Order Code 98-567
Updated January 16, 2008
The Overseas Private Investment Corporation:
Background and Legislative Issues
Danielle Langton
Analyst in International Trade and Finance
Foreign Affairs, Defense, and Trade Division
Summary
The Overseas Private Investment Corporation (OPIC)1 was established in 1969 and
began operations in 1971 to promote and assist U.S. business investment in developing
nations. OPIC is a U.S. government agency that provides project financing, investment
insurance, and other services for U.S. businesses in 154 developing nations and
emerging economies. Congress reauthorized OPIC through April 1, 2008 in the
Consolidated Appropriations Act of 2008 (P.L. 110-161). On July 23, 2007, the House
approved H.R. 2798 to reauthorize OPIC through 2011 and make other changes. The
Senate has not considered this bill. The Consolidated Appropriations Act of 2008
provides $47.5 million for OPIC’s FY2008 administrative expenses and allows a
transfer of $20 million from OPIC’s non-credit account to fund its credit program. This
report will be updated as events warrant.
Background
Structured like a private corporation, OPIC operates on a self-sustaining basis and
has recorded a positive net income for every year of operation, with reserves now totaling
more than $3 billion.
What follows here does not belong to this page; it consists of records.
// Copyright (c) 2025 Felix Kahle.
//
// Permission is hereby granted, free of charge, to any person obtaining
// a copy of this software and associated documentation files (the
// "Software"), to deal in the Software without restriction, including
// without limitation the rights to use, copy, modify, merge, publish,
// distribute, sublicense, and/or sell copies of the Software, and to
// permit persons to whom the Software is furnished to do so, subject to
// the following conditions:
//
// The above copyright notice and this permission notice shall be
// included in all copies or substantial portions of the Software.
//
// THE SOFTWARE IS PROVIDED "AS IS", WITHOUT WARRANTY OF ANY KIND,
// EXPRESS OR IMPLIED, INCLUDING BUT NOT LIMITED TO THE WARRANTIES OF
// MERCHANTABILITY, FITNESS FOR A PARTICULAR PURPOSE AND
// NONINFRINGEMENT. IN NO EVENT SHALL THE AUTHORS OR COPYRIGHT HOLDERS BE
// LIABLE FOR ANY CLAIM, DAMAGES OR OTHER LIABILITY, WHETHER IN AN ACTION
// OF CONTRACT, TORT OR OTHERWISE, ARISING FROM, OUT OF OR IN CONNECTION
// WITH THE SOFTWARE OR THE USE OR OTHER DEALINGS IN THE SOFTWARE.

//! Checked float arithmetic.
//!
//! The operations never produce a NaN from non-NaN operands or an infinity
//! from finite operands without reporting it. A NaN operand or result gives a
//! NaN fallback; finite operands overflowing to infinity give `±MAX`; division
//! by zero gives `0`.

use crate::error::{ErrorKind, NumError, SaturateExt};
use crate::float::bits::IeeeFloat;
use crate::float::classify::{is_finite, is_inf, is_nan, is_zero};
use crate::float::value::nan;

type Checked<F> = Result<F, NumError<F>>;

#[inline(always)]
fn nan_error<F: IeeeFloat>() -> Checked<F> {
    Err(NumError::new(ErrorKind::NotANumber, nan()))
}

/// Validates `r`, the raw result of an operation on finite-or-not operands.
#[inline(always)]
fn finish<F: IeeeFloat>(r: F, finite_operands: bool) -> Checked<F> {
    if is_nan(r) {
        return nan_error();
    }
    if finite_operands && is_inf(r) {
        return Err(if r > F::zero() {
            NumError::new(ErrorKind::Overflow, F::MAX)
        } else {
            NumError::new(ErrorKind::Underflow, -F::MAX)
        });
    }
    Ok(r)
}

/// Checked `-v`.
#[inline]
pub fn try_neg<F: IeeeFloat>(v: F) -> Checked<F> {
    if is_nan(v) {
        return nan_error();
    }
    Ok(-v)
}

/// Checked `|v|`.
#[inline]
pub fn try_abs<F: IeeeFloat>(v: F) -> Checked<F> {
    if is_nan(v) {
        return nan_error();
    }
    Ok(v.abs())
}

/// Checked `a + b`.
///
/// # Examples
///
/// ```rust
/// # use flightnum_core::error::ErrorKind;
/// # use flightnum_core::float::arith::try_add;
/// assert_eq!(try_add(1.5f32, 2.0), Ok(3.5));
/// let e = try_add(f64::MAX, f64::MAX).unwrap_err();
/// assert_eq!(e.kind(), ErrorKind::Overflow);
/// assert_eq!(e.saturated(), f64::MAX);
/// ```
#[inline]
pub fn try_add<F: IeeeFloat>(a: F, b: F) -> Checked<F> {
    if is_nan(a) || is_nan(b) {
        return nan_error();
    }
    finish(a + b, is_finite(a) && is_finite(b))
}

/// Checked `a - b`.
#[inline]
pub fn try_sub<F: IeeeFloat>(a: F, b: F) -> Checked<F> {
    if is_nan(a) || is_nan(b) {
        return nan_error();
    }
    finish(a - b, is_finite(a) && is_finite(b))
}

/// Checked `a * b`.
#[inline]
pub fn try_mul<F: IeeeFloat>(a: F, b: F) -> Checked<F> {
    if is_nan(a) || is_nan(b) {
        return nan_error();
    }
    finish(a * b, is_finite(a) && is_finite(b))
}

/// Checked `a / b`. Division by `±0` yields `0`.
#[inline]
pub fn try_div<F: IeeeFloat>(a: F, b: F) -> Checked<F> {
    if is_nan(a) || is_nan(b) {
        return nan_error();
    }
    if is_zero(b) {
        return Err(NumError::new(ErrorKind::DivisionByZero, F::zero()));
    }
    finish(a / b, is_finite(a) && is_finite(b))
}

macro_rules! arith_suffix_fns {
    ($t:ident, $suffix:ident) => {
        paste::paste! {
            #[inline]
            pub fn [<neg_ $suffix>](v: $t, err: Option<&mut bool>) -> $t {
                try_neg(v).saturate(err)
            }
            #[inline]
            pub fn [<abs_ $suffix>](v: $t, err: Option<&mut bool>) -> $t {
                try_abs(v).saturate(err)
            }
            #[inline]
            pub fn [<add_ $suffix>](a: $t, b: $t, err: Option<&mut bool>) -> $t {
                try_add(a, b).saturate(err)
            }
            #[inline]
            pub fn [<sub_ $suffix>](a: $t, b: $t, err: Option<&mut bool>) -> $t {
                try_sub(a, b).saturate(err)
            }
            #[inline]
            pub fn [<mul_ $suffix>](a: $t, b: $t, err: Option<&mut bool>) -> $t {
                try_mul(a, b).saturate(err)
            }
            #[inline]
            pub fn [<div_ $suffix>](a: $t, b: $t, err: Option<&mut bool>) -> $t {
                try_div(a, b).saturate(err)
            }
        }
    };
}

arith_suffix_fns!(f32, f);
arith_suffix_fns!(f64, d);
OPIC was established in 1969 amid an atmosphere of congressional
disillusionment overall with U.S. aid programs, especially large infrastructure projects.
In his first message to Congress on aid, President Nixon recommended the creation of
OPIC to assume the investment guaranty and promotion functions that were being
conducted by the Agency for International Development (AID). President Nixon also
directed that OPIC would provide “businesslike management of investment incentives”
to contribute to the economic and social progress of developing nations.2
In creating OPIC, the Nixon Administration indicated that it was not attempting to
end official U.S. foreign assistance, because “private capital and technical assistance
1 For additional information, see OPIC’s Internet address: [http://www.opic.gov/].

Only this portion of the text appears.